=== SUPPLIED ENTRIES ===

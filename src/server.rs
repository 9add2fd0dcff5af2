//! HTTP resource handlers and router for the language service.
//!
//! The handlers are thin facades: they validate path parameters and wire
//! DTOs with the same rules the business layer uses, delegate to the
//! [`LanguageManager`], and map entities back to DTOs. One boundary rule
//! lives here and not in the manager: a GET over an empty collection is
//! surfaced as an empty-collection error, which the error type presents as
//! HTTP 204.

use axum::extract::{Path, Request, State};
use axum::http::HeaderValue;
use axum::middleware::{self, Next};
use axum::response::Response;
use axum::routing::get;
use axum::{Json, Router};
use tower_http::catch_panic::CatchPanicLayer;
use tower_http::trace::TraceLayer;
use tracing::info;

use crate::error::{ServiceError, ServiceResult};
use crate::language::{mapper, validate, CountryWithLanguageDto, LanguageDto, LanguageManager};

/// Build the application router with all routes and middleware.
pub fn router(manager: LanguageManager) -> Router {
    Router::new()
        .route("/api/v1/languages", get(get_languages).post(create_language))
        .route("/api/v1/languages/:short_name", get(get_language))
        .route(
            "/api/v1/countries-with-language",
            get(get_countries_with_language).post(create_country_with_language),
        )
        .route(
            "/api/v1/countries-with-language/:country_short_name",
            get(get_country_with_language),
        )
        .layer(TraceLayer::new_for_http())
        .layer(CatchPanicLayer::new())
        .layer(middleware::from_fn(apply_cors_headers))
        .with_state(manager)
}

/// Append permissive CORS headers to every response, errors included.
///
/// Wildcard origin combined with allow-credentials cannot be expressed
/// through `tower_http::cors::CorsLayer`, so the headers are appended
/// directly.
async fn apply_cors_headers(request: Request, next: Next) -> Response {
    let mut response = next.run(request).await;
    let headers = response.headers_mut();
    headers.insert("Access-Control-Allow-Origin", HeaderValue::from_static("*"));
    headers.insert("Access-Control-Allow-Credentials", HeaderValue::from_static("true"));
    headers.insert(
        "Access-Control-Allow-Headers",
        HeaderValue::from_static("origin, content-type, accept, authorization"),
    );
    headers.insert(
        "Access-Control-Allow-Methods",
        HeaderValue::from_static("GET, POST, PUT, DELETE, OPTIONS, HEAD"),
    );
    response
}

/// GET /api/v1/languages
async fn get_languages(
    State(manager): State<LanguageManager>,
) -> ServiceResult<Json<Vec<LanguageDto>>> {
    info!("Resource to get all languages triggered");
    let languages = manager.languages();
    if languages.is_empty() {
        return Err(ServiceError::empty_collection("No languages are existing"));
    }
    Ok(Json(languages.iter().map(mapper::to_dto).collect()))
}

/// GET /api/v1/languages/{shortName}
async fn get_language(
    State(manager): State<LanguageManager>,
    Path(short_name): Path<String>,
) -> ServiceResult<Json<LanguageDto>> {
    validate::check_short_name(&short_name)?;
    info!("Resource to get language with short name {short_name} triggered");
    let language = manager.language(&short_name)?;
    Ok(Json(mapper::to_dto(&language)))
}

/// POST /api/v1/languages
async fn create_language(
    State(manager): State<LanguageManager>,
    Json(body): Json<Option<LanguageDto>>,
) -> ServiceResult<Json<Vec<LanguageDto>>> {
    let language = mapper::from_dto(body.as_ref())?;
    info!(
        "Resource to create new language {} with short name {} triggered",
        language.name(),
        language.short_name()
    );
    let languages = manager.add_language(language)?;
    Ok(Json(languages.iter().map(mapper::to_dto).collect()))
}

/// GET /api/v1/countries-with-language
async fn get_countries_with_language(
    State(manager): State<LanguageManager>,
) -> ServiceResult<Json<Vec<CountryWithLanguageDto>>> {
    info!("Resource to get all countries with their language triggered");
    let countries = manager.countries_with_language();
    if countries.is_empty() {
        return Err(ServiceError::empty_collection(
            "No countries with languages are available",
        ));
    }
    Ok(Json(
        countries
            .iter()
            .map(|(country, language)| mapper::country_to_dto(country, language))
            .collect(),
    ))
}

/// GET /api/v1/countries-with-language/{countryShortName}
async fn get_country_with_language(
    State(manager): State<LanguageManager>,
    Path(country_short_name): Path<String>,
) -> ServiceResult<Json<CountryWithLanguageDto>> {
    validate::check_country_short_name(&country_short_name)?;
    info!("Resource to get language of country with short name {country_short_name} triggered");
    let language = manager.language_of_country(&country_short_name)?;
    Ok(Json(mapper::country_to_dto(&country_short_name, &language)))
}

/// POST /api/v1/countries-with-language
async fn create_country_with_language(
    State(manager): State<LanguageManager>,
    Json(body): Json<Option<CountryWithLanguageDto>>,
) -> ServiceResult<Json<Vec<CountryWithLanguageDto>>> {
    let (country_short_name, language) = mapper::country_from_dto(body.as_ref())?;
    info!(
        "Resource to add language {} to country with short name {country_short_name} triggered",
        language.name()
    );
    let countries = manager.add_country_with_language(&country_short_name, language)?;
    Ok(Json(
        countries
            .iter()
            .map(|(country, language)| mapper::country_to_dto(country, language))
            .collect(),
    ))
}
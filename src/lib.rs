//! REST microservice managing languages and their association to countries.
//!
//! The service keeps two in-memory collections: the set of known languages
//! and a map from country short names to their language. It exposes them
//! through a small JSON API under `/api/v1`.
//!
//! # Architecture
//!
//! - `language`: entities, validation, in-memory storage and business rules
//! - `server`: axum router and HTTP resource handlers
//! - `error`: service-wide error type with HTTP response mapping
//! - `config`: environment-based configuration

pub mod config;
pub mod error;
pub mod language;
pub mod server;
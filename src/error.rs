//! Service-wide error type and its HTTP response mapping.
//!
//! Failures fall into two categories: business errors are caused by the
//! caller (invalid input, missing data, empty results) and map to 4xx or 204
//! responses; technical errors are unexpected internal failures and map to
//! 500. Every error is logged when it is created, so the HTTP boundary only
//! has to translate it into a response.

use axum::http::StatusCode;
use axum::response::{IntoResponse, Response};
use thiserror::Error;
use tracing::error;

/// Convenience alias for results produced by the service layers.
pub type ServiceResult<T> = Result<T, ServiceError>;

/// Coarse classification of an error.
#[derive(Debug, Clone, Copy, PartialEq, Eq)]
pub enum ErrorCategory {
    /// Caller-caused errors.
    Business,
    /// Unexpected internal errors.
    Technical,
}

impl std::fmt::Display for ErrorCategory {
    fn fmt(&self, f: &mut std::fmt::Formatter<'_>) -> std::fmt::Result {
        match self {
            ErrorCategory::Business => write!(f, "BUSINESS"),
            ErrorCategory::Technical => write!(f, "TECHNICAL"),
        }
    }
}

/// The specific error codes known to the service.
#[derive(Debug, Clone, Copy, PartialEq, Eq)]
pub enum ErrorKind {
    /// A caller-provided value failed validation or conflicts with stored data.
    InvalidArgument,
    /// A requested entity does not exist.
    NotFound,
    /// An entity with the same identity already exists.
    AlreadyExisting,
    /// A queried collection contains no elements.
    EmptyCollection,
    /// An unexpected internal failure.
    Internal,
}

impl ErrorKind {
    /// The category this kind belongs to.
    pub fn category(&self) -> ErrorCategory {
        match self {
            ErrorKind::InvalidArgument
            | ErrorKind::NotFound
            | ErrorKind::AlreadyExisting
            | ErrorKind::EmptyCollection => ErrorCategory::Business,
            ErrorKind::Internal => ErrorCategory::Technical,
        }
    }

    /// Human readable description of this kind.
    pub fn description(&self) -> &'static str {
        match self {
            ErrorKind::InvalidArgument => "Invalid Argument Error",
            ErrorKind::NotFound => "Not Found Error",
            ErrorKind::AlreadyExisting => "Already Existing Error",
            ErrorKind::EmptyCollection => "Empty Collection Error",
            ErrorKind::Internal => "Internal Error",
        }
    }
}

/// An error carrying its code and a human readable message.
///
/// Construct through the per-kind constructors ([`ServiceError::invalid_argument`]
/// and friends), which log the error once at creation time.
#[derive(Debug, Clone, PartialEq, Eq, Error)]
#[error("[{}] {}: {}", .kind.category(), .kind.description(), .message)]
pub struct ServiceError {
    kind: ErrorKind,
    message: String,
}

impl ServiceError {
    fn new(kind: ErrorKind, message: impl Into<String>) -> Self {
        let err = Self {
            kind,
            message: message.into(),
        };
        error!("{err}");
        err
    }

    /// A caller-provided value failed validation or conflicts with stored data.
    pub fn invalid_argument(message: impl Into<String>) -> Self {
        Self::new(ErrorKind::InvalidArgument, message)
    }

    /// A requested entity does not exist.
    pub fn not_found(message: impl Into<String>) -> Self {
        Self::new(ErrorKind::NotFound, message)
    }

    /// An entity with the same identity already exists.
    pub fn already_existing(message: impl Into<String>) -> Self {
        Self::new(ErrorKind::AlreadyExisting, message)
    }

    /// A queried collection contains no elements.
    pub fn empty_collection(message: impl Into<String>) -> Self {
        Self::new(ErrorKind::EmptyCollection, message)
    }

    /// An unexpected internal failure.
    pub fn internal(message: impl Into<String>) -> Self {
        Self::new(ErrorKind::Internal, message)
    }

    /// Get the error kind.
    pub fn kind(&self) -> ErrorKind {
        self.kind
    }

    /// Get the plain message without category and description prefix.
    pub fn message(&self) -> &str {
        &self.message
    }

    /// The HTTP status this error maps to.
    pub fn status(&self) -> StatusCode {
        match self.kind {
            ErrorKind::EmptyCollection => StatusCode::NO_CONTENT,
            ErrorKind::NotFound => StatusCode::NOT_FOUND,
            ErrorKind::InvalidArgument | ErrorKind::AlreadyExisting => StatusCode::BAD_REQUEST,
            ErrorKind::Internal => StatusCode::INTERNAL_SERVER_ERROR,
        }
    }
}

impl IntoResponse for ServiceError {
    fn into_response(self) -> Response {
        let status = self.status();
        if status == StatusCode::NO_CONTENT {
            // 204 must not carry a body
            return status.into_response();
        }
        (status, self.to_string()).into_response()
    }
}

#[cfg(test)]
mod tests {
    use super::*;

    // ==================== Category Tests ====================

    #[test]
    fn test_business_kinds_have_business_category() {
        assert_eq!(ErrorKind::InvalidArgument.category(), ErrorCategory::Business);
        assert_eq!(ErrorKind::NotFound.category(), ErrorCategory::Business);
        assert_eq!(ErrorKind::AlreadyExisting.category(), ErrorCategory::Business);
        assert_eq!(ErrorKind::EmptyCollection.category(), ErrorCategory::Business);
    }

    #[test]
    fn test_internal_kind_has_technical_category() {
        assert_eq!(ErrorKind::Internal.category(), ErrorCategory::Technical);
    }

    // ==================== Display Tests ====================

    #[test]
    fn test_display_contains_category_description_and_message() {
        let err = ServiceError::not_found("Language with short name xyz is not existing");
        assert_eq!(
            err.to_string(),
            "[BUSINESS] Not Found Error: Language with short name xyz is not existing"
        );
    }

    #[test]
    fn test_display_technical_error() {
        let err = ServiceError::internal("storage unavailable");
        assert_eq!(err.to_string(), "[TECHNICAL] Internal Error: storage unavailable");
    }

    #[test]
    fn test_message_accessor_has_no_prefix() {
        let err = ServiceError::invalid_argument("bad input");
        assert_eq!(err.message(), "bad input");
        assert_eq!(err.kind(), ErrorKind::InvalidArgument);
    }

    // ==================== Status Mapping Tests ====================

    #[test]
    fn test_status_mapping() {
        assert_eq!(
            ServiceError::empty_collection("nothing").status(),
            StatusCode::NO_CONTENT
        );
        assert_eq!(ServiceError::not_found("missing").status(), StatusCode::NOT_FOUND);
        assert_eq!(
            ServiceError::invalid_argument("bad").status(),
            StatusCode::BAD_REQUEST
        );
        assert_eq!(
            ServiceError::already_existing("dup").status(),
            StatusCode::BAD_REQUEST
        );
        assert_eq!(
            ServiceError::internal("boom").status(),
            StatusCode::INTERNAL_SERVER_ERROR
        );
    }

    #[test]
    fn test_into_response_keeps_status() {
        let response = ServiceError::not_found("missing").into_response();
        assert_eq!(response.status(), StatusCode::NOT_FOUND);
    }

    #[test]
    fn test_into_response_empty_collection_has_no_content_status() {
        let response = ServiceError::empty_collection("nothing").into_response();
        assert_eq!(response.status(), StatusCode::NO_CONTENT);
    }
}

===
=== SUPPLIED ENTRIES ===

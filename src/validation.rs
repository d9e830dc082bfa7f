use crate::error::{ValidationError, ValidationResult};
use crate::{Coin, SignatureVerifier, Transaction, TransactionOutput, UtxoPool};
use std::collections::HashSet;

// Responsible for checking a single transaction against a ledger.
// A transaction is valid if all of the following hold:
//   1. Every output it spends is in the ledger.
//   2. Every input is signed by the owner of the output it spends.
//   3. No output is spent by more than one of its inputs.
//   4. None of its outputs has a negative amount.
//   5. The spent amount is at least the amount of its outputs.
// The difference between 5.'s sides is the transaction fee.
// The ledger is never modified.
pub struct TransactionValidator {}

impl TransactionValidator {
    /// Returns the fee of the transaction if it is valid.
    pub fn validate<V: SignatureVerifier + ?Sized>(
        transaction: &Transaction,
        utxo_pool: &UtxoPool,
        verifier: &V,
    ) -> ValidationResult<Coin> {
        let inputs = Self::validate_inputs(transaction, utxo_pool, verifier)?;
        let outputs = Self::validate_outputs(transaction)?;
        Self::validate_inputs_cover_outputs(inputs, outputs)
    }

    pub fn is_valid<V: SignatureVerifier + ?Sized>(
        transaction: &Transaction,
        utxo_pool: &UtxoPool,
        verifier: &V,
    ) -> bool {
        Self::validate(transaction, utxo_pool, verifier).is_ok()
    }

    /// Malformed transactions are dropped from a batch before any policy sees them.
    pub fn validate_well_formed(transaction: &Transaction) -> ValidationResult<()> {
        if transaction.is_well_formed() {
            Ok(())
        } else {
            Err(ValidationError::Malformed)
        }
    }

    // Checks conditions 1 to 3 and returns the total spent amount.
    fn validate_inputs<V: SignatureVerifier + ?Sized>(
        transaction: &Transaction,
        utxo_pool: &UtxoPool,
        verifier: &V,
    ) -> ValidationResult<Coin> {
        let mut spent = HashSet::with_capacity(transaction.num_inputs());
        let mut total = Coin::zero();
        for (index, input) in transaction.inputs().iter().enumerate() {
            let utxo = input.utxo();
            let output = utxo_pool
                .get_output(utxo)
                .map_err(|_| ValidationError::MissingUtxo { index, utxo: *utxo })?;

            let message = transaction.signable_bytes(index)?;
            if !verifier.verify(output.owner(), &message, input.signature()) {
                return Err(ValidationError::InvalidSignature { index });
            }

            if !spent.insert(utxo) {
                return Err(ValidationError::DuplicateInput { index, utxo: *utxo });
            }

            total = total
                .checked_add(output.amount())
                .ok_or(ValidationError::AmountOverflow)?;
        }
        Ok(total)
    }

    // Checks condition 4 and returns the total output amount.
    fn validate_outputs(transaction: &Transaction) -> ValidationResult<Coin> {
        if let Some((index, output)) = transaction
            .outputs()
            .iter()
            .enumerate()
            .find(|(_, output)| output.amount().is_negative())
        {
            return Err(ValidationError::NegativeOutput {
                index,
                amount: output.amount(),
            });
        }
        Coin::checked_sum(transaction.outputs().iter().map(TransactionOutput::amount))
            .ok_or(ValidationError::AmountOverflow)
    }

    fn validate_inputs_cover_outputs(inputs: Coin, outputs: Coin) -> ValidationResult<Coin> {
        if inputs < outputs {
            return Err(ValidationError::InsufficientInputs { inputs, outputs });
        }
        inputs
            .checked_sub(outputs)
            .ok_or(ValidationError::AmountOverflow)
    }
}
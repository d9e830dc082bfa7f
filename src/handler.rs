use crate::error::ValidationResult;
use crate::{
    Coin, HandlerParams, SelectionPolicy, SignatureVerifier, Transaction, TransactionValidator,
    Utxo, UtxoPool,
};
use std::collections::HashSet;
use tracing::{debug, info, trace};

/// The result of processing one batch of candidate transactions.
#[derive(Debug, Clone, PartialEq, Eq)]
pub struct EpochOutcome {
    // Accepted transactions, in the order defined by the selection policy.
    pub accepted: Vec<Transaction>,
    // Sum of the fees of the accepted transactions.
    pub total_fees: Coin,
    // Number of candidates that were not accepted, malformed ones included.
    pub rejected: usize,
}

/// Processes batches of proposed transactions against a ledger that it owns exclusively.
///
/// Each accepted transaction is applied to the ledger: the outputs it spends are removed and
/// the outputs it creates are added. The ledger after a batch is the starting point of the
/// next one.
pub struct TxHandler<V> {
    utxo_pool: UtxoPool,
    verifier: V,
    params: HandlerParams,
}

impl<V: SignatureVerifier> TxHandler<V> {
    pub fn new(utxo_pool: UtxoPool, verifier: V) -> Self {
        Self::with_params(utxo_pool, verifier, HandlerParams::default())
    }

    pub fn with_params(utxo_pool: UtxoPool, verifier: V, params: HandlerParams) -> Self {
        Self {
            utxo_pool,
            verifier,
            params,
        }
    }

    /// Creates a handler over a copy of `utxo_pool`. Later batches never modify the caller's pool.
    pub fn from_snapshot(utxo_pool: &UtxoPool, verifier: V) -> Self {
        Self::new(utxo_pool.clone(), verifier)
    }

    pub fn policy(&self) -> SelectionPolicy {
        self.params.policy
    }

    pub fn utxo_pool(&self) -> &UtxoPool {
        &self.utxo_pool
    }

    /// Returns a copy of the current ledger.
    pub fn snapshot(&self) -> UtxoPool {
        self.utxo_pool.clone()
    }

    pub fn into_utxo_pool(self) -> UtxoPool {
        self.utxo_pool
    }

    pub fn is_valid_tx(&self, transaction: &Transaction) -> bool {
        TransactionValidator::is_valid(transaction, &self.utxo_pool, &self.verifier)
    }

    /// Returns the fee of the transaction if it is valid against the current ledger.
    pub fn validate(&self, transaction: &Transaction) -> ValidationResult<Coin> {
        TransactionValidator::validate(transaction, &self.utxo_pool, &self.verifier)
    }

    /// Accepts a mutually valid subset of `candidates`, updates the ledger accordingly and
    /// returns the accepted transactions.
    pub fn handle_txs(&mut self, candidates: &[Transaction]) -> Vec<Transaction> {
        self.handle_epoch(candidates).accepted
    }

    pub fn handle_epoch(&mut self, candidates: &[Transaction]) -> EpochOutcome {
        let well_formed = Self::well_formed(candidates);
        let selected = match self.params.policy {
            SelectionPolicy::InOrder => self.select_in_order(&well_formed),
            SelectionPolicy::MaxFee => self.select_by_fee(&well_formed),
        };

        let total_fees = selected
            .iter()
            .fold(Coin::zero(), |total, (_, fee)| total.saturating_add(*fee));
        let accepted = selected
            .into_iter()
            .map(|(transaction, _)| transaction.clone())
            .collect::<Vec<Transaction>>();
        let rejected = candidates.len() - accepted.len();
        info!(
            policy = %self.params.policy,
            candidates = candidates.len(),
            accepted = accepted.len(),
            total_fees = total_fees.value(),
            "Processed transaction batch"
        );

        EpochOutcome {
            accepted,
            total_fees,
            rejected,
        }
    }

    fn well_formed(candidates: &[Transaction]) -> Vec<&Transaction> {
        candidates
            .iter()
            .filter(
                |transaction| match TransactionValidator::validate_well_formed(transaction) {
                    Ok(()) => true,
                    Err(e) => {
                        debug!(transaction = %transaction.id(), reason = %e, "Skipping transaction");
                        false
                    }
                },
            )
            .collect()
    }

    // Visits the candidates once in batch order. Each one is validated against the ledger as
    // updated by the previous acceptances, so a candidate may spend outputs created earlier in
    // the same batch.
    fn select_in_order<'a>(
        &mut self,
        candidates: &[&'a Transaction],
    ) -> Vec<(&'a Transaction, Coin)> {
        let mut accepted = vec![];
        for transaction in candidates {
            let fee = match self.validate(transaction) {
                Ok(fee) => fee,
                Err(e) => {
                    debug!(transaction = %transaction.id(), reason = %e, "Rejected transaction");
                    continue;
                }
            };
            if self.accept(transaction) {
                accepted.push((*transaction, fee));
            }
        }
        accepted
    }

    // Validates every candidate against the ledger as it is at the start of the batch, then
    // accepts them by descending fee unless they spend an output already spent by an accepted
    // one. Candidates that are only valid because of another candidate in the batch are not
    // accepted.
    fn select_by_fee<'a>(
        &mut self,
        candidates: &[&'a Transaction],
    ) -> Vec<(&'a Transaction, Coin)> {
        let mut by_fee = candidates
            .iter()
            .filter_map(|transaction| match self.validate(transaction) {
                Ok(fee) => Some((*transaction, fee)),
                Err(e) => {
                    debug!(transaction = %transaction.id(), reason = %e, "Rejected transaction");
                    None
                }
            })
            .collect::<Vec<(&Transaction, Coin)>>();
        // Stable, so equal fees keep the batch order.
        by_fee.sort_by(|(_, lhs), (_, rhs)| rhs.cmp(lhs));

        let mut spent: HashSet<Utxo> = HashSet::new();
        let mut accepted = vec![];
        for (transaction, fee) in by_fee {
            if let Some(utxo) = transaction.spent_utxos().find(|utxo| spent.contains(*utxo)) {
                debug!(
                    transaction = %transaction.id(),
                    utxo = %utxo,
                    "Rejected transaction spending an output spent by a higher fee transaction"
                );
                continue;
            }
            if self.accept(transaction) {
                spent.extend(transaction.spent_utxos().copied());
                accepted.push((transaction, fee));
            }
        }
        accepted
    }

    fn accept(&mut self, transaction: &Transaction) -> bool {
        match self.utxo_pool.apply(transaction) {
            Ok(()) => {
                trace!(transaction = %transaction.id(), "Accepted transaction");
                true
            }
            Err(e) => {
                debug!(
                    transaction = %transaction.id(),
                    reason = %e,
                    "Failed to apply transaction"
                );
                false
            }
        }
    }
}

===
=== SUPPLIED ENTRIES ===

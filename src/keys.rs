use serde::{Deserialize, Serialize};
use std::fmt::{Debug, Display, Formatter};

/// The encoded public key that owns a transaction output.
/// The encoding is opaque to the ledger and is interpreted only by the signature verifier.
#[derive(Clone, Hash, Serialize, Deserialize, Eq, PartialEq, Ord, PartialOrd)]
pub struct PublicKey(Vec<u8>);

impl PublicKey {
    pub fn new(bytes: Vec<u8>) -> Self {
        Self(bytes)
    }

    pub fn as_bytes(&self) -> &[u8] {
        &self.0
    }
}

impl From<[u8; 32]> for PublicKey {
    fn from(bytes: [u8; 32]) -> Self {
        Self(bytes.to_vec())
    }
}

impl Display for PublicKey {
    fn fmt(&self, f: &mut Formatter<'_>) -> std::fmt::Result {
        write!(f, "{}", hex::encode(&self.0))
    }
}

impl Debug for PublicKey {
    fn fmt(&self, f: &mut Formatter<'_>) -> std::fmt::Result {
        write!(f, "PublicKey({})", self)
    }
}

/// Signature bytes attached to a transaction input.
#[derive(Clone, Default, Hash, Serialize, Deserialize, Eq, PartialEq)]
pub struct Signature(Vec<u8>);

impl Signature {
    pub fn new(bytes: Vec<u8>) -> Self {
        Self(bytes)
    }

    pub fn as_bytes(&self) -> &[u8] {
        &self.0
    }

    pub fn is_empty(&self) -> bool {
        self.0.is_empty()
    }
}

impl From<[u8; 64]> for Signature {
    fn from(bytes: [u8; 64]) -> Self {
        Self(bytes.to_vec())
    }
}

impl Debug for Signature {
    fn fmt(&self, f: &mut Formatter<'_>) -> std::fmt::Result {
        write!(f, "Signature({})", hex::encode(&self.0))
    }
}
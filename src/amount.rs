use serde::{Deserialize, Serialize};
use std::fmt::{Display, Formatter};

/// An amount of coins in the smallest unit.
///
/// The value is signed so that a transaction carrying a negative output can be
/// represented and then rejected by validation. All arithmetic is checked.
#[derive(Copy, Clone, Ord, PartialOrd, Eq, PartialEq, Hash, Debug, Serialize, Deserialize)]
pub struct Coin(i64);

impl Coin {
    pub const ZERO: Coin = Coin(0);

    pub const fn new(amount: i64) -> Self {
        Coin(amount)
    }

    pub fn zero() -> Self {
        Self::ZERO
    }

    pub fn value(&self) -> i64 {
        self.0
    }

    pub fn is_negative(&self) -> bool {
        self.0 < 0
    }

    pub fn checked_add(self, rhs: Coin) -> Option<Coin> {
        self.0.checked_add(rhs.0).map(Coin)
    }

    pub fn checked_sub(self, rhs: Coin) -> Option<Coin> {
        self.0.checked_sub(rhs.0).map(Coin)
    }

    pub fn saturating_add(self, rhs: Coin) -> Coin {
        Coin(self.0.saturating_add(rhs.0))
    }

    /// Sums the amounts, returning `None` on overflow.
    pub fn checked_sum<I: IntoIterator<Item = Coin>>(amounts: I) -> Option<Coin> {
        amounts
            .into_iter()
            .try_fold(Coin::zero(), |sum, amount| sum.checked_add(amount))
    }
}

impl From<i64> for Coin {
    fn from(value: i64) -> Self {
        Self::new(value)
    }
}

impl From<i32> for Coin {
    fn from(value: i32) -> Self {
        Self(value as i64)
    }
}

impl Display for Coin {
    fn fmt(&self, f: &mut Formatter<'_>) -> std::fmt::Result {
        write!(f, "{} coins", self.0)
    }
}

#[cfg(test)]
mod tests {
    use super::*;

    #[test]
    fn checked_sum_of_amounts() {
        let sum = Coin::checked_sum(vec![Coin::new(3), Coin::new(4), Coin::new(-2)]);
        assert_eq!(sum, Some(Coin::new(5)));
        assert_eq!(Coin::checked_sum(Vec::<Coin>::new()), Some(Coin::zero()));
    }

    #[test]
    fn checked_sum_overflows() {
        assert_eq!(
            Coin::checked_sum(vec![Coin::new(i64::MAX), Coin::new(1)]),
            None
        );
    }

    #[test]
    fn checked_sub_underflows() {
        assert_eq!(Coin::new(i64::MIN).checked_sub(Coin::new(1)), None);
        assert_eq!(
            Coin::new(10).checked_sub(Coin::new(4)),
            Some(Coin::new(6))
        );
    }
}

===

WHAT TO PRODUCE |
Output should match, line for line, the stretch of the material above from the line holding "filename src/server.rs" through the line holding "One boundary rule".

ANSWER TO THE EXERCISE |
filename src/server.rs
repository 9add2fd0dcff5af2
//! HTTP resource handlers and router for the language service.
//!
//! The handlers are thin facades: they validate path parameters and wire
//! DTOs with the same rules the business layer uses, delegate to the
//! [`LanguageManager`], and map entities back to DTOs. One boundary rule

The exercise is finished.